The regulations state that Medicare bad debt is allowable if: (1) the debt is "related to covered services and derived from deductible and coinsurance amounts"; (2) the provider establishes that "reasonable collection efforts were made"; (3) the debt was "actually uncollectible when claimed as worthless"; and (4) "sound business judgment" establishes that there in "no likelihood of recovery at any time in the future." 42 C.F.R. § 413.89. Congress established the Bad Debt Moratorium Laws in 1987, which include two restrictions on the Secretary of Health and Human Services (Secretary): (1) The Secretary is prohibited from making any changes to the agency's bad debt policy in effect on August 1, 1987; and (2) the Secretary is prohibited from requiring a provider to change the bad debt policies the provider had in place on August 1, 1987.
In District Hosp., the hospitals claimed bad debt in their 2003, 2004 and 2005 fiscal years, even though the bad debt had not yet been returned to the hospitals by outside collection agencies. The Medicare Fiscal Intermediary disallowed the claimed bad debt on the grounds that it was not worthless because it was still in the hands of the outside collection agencies. Although the Provider Reimbursement Review Board ruled unanimously in favor of the providers, the CMS Administrator reversed that ruling, concluding that when bad debt is still at the collection agency, a hospital cannot establish that a reasonable collection effort was made, that the debt was actually uncollectible when claimed as worthless and that there is no likelihood of recovery. The Administrator asserted that there was a presumption of collectability where accounts were still with a collection agency. The Administrator further opined that since it has always been Medicare's policy that a provider must demonstrate that its collection efforts are reasonable, the requirement that the bad debt must be returned by the collection agency before it can be allowed is not a change in policy.
The District Court, however, disagreed. It found that the Secretary could not support that its presumption of collectability for accounts still at a collection agency existed prior to August 1, 1988. Accordingly, the court held that the Secretary's policy violated the Bad Debt Moratorium Laws, which prohibit the Secretary from making any changes to the agency's bad debt policy in in effect on August 1, 1987. The court found that the first time the Secretary's presumption of collectability appeared in writing was in a Medicare Intermediary Manual transmittal letter, issued in 1989.
This court had come to the same conclusion in a 2008 decision which addressed the same issue, Foothill Hosp. Although the Secretary had initially filed an appeal of that decision, she withdrew the appeal prior to briefing, thereby making the district court's decision the final decision. It will be interesting to see if the Secretary appeals the decision in the District Hosp. case. Arguably, there would be little reason for the Secretary to have pursued the District Hosp. case at the district court level (rather than settling it) unless the Secretary intended to appeal any decision in the providers' favor, in the hopes of getting the decision overturned and thereby removing the precedent established by Foothill Hosp. The Secretary has until late May of this year to appeal the court's recent decision in District Hosp. Until such time as the district court's decision either becomes final (if the Secretary does not appeal it) or it is appealed and a final decision is rendered on appeal, the issue of whether providers may claim bad debt still at a collection agency remains unresolved.

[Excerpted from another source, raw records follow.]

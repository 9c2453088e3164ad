use log::{debug, info, warn};
use std::sync::Arc;
use std::time::Instant;

use crate::core::config::{Config, RequestCounting};
use crate::core::peer::{ChunkId, PeerAddress, PeerId, PeerStore, ROOT_PEER, parent_of};
use crate::core::protocol::{Channel, Message, MessageCodec, SenderType, Verdict};
use crate::network::{
    AddressProvider, DispatchOutcome, MessageDispatcher, MessageProcessor, PeerDirectory,
    Transport,
};
use crate::transfer::{ChunkOutcome, ChunkScheduler, ChunkState, Eviction, FreeriderDetector};
use crate::utils::{Result, SwarmError, SwarmMetrics};

/// The chunk protocol for every peer in one swarm.
///
/// All operations run to completion on the caller's task. Each event that
/// changes accounting is followed by a freerider sweep.
pub struct Swarm {
    config: Config,
    store: PeerStore,
    scheduler: ChunkScheduler,
    detector: FreeriderDetector,
    dispatcher: MessageDispatcher,
    codec: MessageCodec,
    transport: Arc<dyn Transport>,
    directory: Arc<dyn PeerDirectory>,
    metrics: SwarmMetrics,
    evictions: Vec<Eviction>,
}
pub mod accounting;
pub mod freerider;
pub mod scheduler;

pub use accounting::TransferStats;
pub use freerider::{Eviction, EvictionReason, FreeriderDetector};
pub use scheduler::{ChunkOutcome, ChunkRequest, ChunkScheduler, ChunkState};
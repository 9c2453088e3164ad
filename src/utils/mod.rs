pub mod error;
pub mod logger;
pub mod metrics;

pub use error::{Result, SwarmError};
pub use logger::{level_for_verbosity, setup_logging};
pub use metrics::SwarmMetrics;
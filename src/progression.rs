//! Module and step progression.
//!
//! Every module walks the fixed [`StepType::ORDER`]. A learner advances one
//! step at a time, and finishing the last step completes the module, awards
//! its technique badges and unlocks the module that names it as
//! prerequisite.

use std::collections::{HashMap, HashSet};

use serde::{Deserialize, Serialize};
use time::{serde::rfc3339, OffsetDateTime};
use tracing::info;
use uuid::Uuid;

use crate::dialogue::opening_question;
use crate::error::AppError;
use crate::store::Store;
use crate::types::{
    Module, ProgressStatus, Scenario, StepType, TechniqueBadge, UserId, UserProgress,
};

pub const TOTAL_STEPS: u8 = StepType::ORDER.len() as u8;
const RECENT_ACTIVITY_LIMIT: usize = 10;

pub fn steps_completed(current_step: Option<StepType>, module_completed: bool) -> u8 {
    if module_completed {
        return TOTAL_STEPS;
    }
    current_step.map_or(0, |step| step.index() as u8)
}

pub fn next_step(step: StepType) -> Option<StepType> {
    StepType::ORDER.get(step.index() + 1).copied()
}

pub fn is_locked(module: &Module, completed_module_ids: &HashSet<Uuid>) -> bool {
    module
        .prerequisite_module_id
        .is_some_and(|prerequisite| !completed_module_ids.contains(&prerequisite))
}

pub fn step_percentage(current_step: Option<StepType>, module_completed: bool) -> u8 {
    if module_completed {
        return 100;
    }
    match current_step {
        Some(step) => percent(step.index(), StepType::ORDER.len()),
        None => 0,
    }
}

fn percent(part: usize, whole: usize) -> u8 {
    if whole == 0 {
        return 0;
    }
    (part as f64 / whole as f64 * 100.0).round() as u8
}

fn completed_ids(progress: &[UserProgress]) -> HashSet<Uuid> {
    progress
        .iter()
        .filter(|p| p.is_completed())
        .map(|p| p.module_id)
        .collect()
}

#[derive(Debug, Deserialize)]
#[serde(rename_all = "camelCase")]
pub struct CompleteStepRequest {
    pub step_type: StepType,
}

#[derive(Debug, Serialize, PartialEq, Eq)]
#[serde(rename_all = "camelCase")]
pub struct CompleteStepOutcome {
    pub next_step: Option<StepType>,
    pub module_completed: bool,
    /// Title of the module that follows in order, once this one is done.
    pub unlocked_module: Option<String>,
}

pub async fn complete_step(
    store: &dyn Store,
    progress_id: Uuid,
    step: StepType,
    actor: UserId,
) -> Result<CompleteStepOutcome, AppError> {
    let progress = store
        .progress(progress_id)
        .await?
        .filter(|p| p.user_id == actor)
        .ok_or(AppError::NotFound("progress"))?;

    if progress.current_step != Some(step) {
        return Err(AppError::InvalidStep {
            current: progress.current_step,
            submitted: step,
        });
    }

    let next = next_step(step);
    let now = OffsetDateTime::now_utc();
    if !store.advance_progress(progress.id, step, next, now).await? {
        // Someone else moved the row since we read it.
        let current = store
            .progress(progress.id)
            .await?
            .and_then(|p| p.current_step);
        return Err(AppError::InvalidStep {
            current,
            submitted: step,
        });
    }

    info!(user_id = %actor, progress_id = %progress.id, step = %step, "step completed");

    if next.is_some() {
        return Ok(CompleteStepOutcome {
            next_step: next,
            module_completed: false,
            unlocked_module: None,
        });
    }

    let module = store
        .module(progress.module_id)
        .await?
        .ok_or(AppError::NotFound("module"))?;

    for technique in &module.techniques {
        let badge = TechniqueBadge {
            user_id: actor,
            technique: technique.clone(),
            module_id: module.id,
            earned_at: now,
        };
        if store.award_badge(&badge).await? {
            info!(user_id = %actor, technique = %technique, "badge awarded");
        }
    }

    let unlocked_module = store
        .module_at(module.order_index + 1)
        .await?
        .map(|next_module| next_module.title);

    info!(user_id = %actor, module_id = %module.id, "module completed");

    Ok(CompleteStepOutcome {
        next_step: None,
        module_completed: true,
        unlocked_module,
    })
}

#[derive(Debug, Serialize)]
#[serde(rename_all = "camelCase")]
pub struct FirstStep {
    /// The step to resume at; null once the module is completed.
    #[serde(rename = "type")]
    pub step_type: Option<StepType>,
    pub initial_message: String,
}

#[derive(Debug, Serialize)]
#[serde(rename_all = "camelCase")]
pub struct StartedModule {
    pub progress_id: Uuid,
    pub status: ProgressStatus,
    pub first_step: FirstStep,
}

pub async fn start_module(
    store: &dyn Store,
    module_id: Uuid,
    actor: UserId,
) -> Result<StartedModule, AppError> {
    let module = store
        .module(module_id)
        .await?
        .filter(|m| m.is_active)
        .ok_or(AppError::NotFound("module"))?;

    let progress = match store.progress_for_module(actor, module.id).await? {
        Some(existing) => existing,
        None => {
            let completed = completed_ids(&store.progress_for_user(actor).await?);
            if is_locked(&module, &completed) {
                return Err(AppError::Forbidden("complete the prerequisite module first"));
            }
            let progress = store
                .insert_progress(actor, module.id, OffsetDateTime::now_utc())
                .await?;
            info!(user_id = %actor, module_id = %module.id, progress_id = %progress.id, "module started");
            progress
        }
    };

    let questions = store.socratic_questions(module.id).await?;
    Ok(StartedModule {
        progress_id: progress.id,
        status: progress.status,
        first_step: FirstStep {
            step_type: progress.current_step,
            initial_message: opening_question(&questions).content,
        },
    })
}

#[derive(Debug, Serialize)]
#[serde(rename_all = "camelCase")]
pub struct OverallProgress {
    pub completed: usize,
    pub total: usize,
    pub percentage: u8,
}

#[derive(Debug, Serialize)]
#[serde(rename_all = "camelCase")]
pub struct ModuleProgressSummary {
    pub progress_id: Uuid,
    pub status: ProgressStatus,
    pub current_step: Option<StepType>,
    pub percentage: u8,
}

#[derive(Debug, Serialize)]
#[serde(rename_all = "camelCase")]
pub struct ModuleSummary {
    #[serde(flatten)]
    pub module: Module,
    pub is_locked: bool,
    pub progress: Option<ModuleProgressSummary>,
}

#[derive(Debug, Serialize)]
#[serde(rename_all = "camelCase")]
pub struct ModulesOverview {
    pub modules: Vec<ModuleSummary>,
    pub overall_progress: OverallProgress,
}

pub async fn modules_overview(store: &dyn Store, actor: UserId) -> Result<ModulesOverview, AppError> {
    let modules = store.active_modules().await?;
    let progress = store.progress_for_user(actor).await?;
    let completed = completed_ids(&progress);
    let by_module: HashMap<Uuid, &UserProgress> =
        progress.iter().map(|p| (p.module_id, p)).collect();

    let summaries: Vec<ModuleSummary> = modules
        .into_iter()
        .map(|module| {
            let progress = by_module.get(&module.id).map(|p| ModuleProgressSummary {
                progress_id: p.id,
                status: p.status,
                current_step: p.current_step,
                percentage: step_percentage(p.current_step, p.is_completed()),
            });
            ModuleSummary {
                is_locked: is_locked(&module, &completed),
                module,
                progress,
            }
        })
        .collect();

    let done = summaries
        .iter()
        .filter(|s| s.progress.as_ref().is_some_and(|p| p.status == ProgressStatus::Completed))
        .count();

    Ok(ModulesOverview {
        overall_progress: OverallProgress {
            completed: done,
            total: summaries.len(),
            percentage: percent(done, summaries.len()),
        },
        modules: summaries,
    })
}

#[derive(Debug, Serialize)]
#[serde(rename_all = "camelCase")]
pub struct StepState {
    #[serde(rename = "type")]
    pub step_type: StepType,
    pub title: &'static str,
    pub is_completed: bool,
    pub is_current: bool,
}

/// Step states for a module given the learner's progress, if any. A module
/// without progress is shown as sitting at the first step.
pub fn step_states(progress: Option<&UserProgress>) -> Vec<StepState> {
    let module_completed = progress.is_some_and(UserProgress::is_completed);
    let current = progress
        .and_then(|p| p.current_step)
        .unwrap_or(StepType::SocraticDialogue);

    StepType::ORDER
        .iter()
        .map(|&step| StepState {
            step_type: step,
            title: step.title(),
            is_completed: module_completed || step.index() < current.index(),
            is_current: !module_completed && step == current,
        })
        .collect()
}

#[derive(Debug, Serialize)]
#[serde(rename_all = "camelCase")]
pub struct ModuleDetailBody {
    #[serde(flatten)]
    pub module: Module,
    pub is_locked: bool,
    pub steps: Vec<StepState>,
    pub scenarios: Vec<Scenario>,
}

#[derive(Debug, Serialize)]
#[serde(rename_all = "camelCase")]
pub struct ModuleDetailProgress {
    pub progress_id: Uuid,
    pub status: ProgressStatus,
    pub current_step: Option<StepType>,
    #[serde(with = "rfc3339::option")]
    pub started_at: Option<OffsetDateTime>,
}

#[derive(Debug, Serialize)]
#[serde(rename_all = "camelCase")]
pub struct ModuleDetail {
    pub module: ModuleDetailBody,
    pub progress: Option<ModuleDetailProgress>,
}

pub async fn module_detail(
    store: &dyn Store,
    module_id: Uuid,
    actor: UserId,
) -> Result<ModuleDetail, AppError> {
    let module = store
        .module(module_id)
        .await?
        .filter(|m| m.is_active)
        .ok_or(AppError::NotFound("module"))?;

    let progress = store.progress_for_module(actor, module.id).await?;
    let scenarios = store.scenarios(module.id).await?;
    let completed = completed_ids(&store.progress_for_user(actor).await?);

    Ok(ModuleDetail {
        module: ModuleDetailBody {
            is_locked: is_locked(&module, &completed),
            steps: step_states(progress.as_ref()),
            scenarios,
            module,
        },
        progress: progress.map(|p| ModuleDetailProgress {
            progress_id: p.id,
            status: p.status,
            current_step: p.current_step,
            started_at: p.started_at,
        }),
    })
}

#[derive(Debug, Serialize)]
#[serde(rename_all = "camelCase")]
pub struct OverallModules {
    pub completed_modules: usize,
    pub total_modules: usize,
    pub percentage: u8,
}

#[derive(Debug, Serialize)]
#[serde(rename_all = "camelCase")]
pub struct ModuleProgressEntry {
    pub module_id: Uuid,
    pub module_title: String,
    pub status: ProgressStatus,
    pub current_step: Option<StepType>,
    pub steps_completed: u8,
    pub total_steps: u8,
    #[serde(with = "rfc3339::option")]
    pub completed_at: Option<OffsetDateTime>,
}

#[derive(Debug, Serialize)]
#[serde(rename_all = "camelCase")]
pub struct BadgeView {
    pub technique: String,
    pub module_id: Uuid,
    pub module_title: String,
    #[serde(with = "rfc3339")]
    pub earned_at: OffsetDateTime,
}

#[derive(Debug, Clone, Copy, PartialEq, Eq, Serialize)]
#[serde(rename_all = "snake_case")]
pub enum ActivityKind {
    ModuleStarted,
    ModuleCompleted,
}

#[derive(Debug, Serialize)]
#[serde(rename_all = "camelCase")]
pub struct Activity {
    #[serde(rename = "type")]
    pub kind: ActivityKind,
    pub module_title: String,
    #[serde(with = "rfc3339")]
    pub timestamp: OffsetDateTime,
}

#[derive(Debug, Serialize)]
#[serde(rename_all = "camelCase")]
pub struct ProgressOverview {
    pub overall: OverallModules,
    pub modules: Vec<ModuleProgressEntry>,
    pub badges: Vec<BadgeView>,
    pub recent_activity: Vec<Activity>,
}

async fn module_title(
    store: &dyn Store,
    titles: &mut HashMap<Uuid, String>,
    id: Uuid,
) -> Result<String, AppError> {
    if let Some(title) = titles.get(&id) {
        return Ok(title.clone());
    }
    let title = store.module(id).await?.map(|m| m.title).unwrap_or_default();
    titles.insert(id, title.clone());
    Ok(title)
}

pub async fn progress_overview(
    store: &dyn Store,
    actor: UserId,
) -> Result<ProgressOverview, AppError> {
    let modules = store.active_modules().await?;
    let progress = store.progress_for_user(actor).await?;
    let by_module: HashMap<Uuid, &UserProgress> =
        progress.iter().map(|p| (p.module_id, p)).collect();

    let entries: Vec<ModuleProgressEntry> = modules
        .iter()
        .map(|module| {
            let p = by_module.get(&module.id);
            let module_completed = p.is_some_and(|p| p.is_completed());
            let current_step = p.and_then(|p| p.current_step);
            ModuleProgressEntry {
                module_id: module.id,
                module_title: module.title.clone(),
                status: p.map_or(ProgressStatus::NotStarted, |p| p.status),
                current_step,
                steps_completed: steps_completed(current_step, module_completed),
                total_steps: TOTAL_STEPS,
                completed_at: p.and_then(|p| p.completed_at),
            }
        })
        .collect();

    let completed_modules = entries
        .iter()
        .filter(|e| e.status == ProgressStatus::Completed)
        .count();

    // Badges and activity may point at retired modules.
    let mut titles: HashMap<Uuid, String> =
        modules.iter().map(|m| (m.id, m.title.clone())).collect();

    let mut badges = Vec::new();
    for badge in store.badges(actor).await? {
        badges.push(BadgeView {
            module_title: module_title(store, &mut titles, badge.module_id).await?,
            technique: badge.technique,
            module_id: badge.module_id,
            earned_at: badge.earned_at,
        });
    }

    let mut recent_activity = Vec::new();
    for p in &progress {
        let module_title = module_title(store, &mut titles, p.module_id).await?;
        if let Some(started_at) = p.started_at {
            recent_activity.push(Activity {
                kind: ActivityKind::ModuleStarted,
                module_title: module_title.clone(),
                timestamp: started_at,
            });
        }
        if let Some(completed_at) = p.completed_at {
            recent_activity.push(Activity {
                kind: ActivityKind::ModuleCompleted,
                module_title,
                timestamp: completed_at,
            });
        }
    }
    recent_activity.sort_by(|a, b| b.timestamp.cmp(&a.timestamp));
    recent_activity.truncate(RECENT_ACTIVITY_LIMIT);

    Ok(ProgressOverview {
        overall: OverallModules {
            completed_modules,
            total_modules: entries.len(),
            percentage: percent(completed_modules, entries.len()),
        },
        modules: entries,
        badges,
        recent_activity,
    })
}
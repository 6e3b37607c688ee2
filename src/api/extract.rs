use std::sync::Arc;

use axum::{
    extract::{FromRequest, FromRequestParts},
    http::{header, request::Parts, HeaderMap},
};
use axum_extra::extract::cookie::CookieJar;

use super::AppState;
use crate::error::AppError;
use crate::types::UserId;

/// The learner behind the request's access token.
///
/// The token is read from `Authorization: Bearer ...`, falling back to the
/// `token` cookie the frontend sets for same-site requests.
#[derive(Debug, Clone, Copy)]
pub struct CurrentUser(pub UserId);

fn bearer_token(headers: &HeaderMap) -> Option<String> {
    headers
        .get(header::AUTHORIZATION)?
        .to_str()
        .ok()?
        .strip_prefix("Bearer ")
        .map(str::trim)
        .filter(|token| !token.is_empty())
        .map(str::to_string)
}

fn cookie_token(headers: &HeaderMap) -> Option<String> {
    CookieJar::from_headers(headers)
        .get("token")
        .map(|cookie| cookie.value().to_string())
        .filter(|token| !token.is_empty())
}

impl FromRequestParts<Arc<AppState>> for CurrentUser {
    type Rejection = AppError;

    async fn from_request_parts(
        parts: &mut Parts,
        state: &Arc<AppState>,
    ) -> Result<Self, Self::Rejection> {
        let token = bearer_token(&parts.headers)
            .or_else(|| cookie_token(&parts.headers))
            .ok_or(AppError::Unauthorized)?;

        state
            .store
            .user_for_token(&token)
            .await?
            .map(CurrentUser)
            .ok_or(AppError::Unauthorized)
    }
}

/// `Json` whose rejections use the API error envelope.
#[derive(FromRequest)]
#[from_request(via(axum::Json), rejection(AppError))]
pub struct ApiJson<T>(pub T);

/// `Path` whose rejections use the API error envelope.
#[derive(FromRequestParts)]
#[from_request(via(axum::extract::Path), rejection(AppError))]
pub struct ApiPath<T>(pub T);

/// `Query` whose rejections use the API error envelope.
#[derive(FromRequestParts)]
#[from_request(via(axum::extract::Query), rejection(AppError))]
pub struct ApiQuery<T>(pub T);

#[cfg(test)]
mod tests {
    use super::*;
    use axum::http::HeaderValue;

    #[test]
    fn bearer_header_wins_over_cookie() {
        let mut headers = HeaderMap::new();
        headers.insert(header::AUTHORIZATION, HeaderValue::from_static("Bearer abc"));
        headers.insert(header::COOKIE, HeaderValue::from_static("token=xyz"));
        assert_eq!(bearer_token(&headers).as_deref(), Some("abc"));
        assert_eq!(cookie_token(&headers).as_deref(), Some("xyz"));
    }

    #[test]
    fn malformed_authorization_is_ignored() {
        let mut headers = HeaderMap::new();
        headers.insert(header::AUTHORIZATION, HeaderValue::from_static("Basic abc"));
        assert_eq!(bearer_token(&headers), None);
        headers.insert(header::AUTHORIZATION, HeaderValue::from_static("Bearer   "));
        assert_eq!(bearer_token(&headers), None);
    }
}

Providers should consider claiming bad debt that has been disallowed because it is still at a collection agency, in a later year once the bad debt has been returned by the collection agency. Providers also should be sure to identify the bad debt claimed the second time around as bad debt previously claimed but denied, or anticipated to be denied by the contractor, so that the provider is not seen as trying to double dip or have the bad debt allowed in more than one year.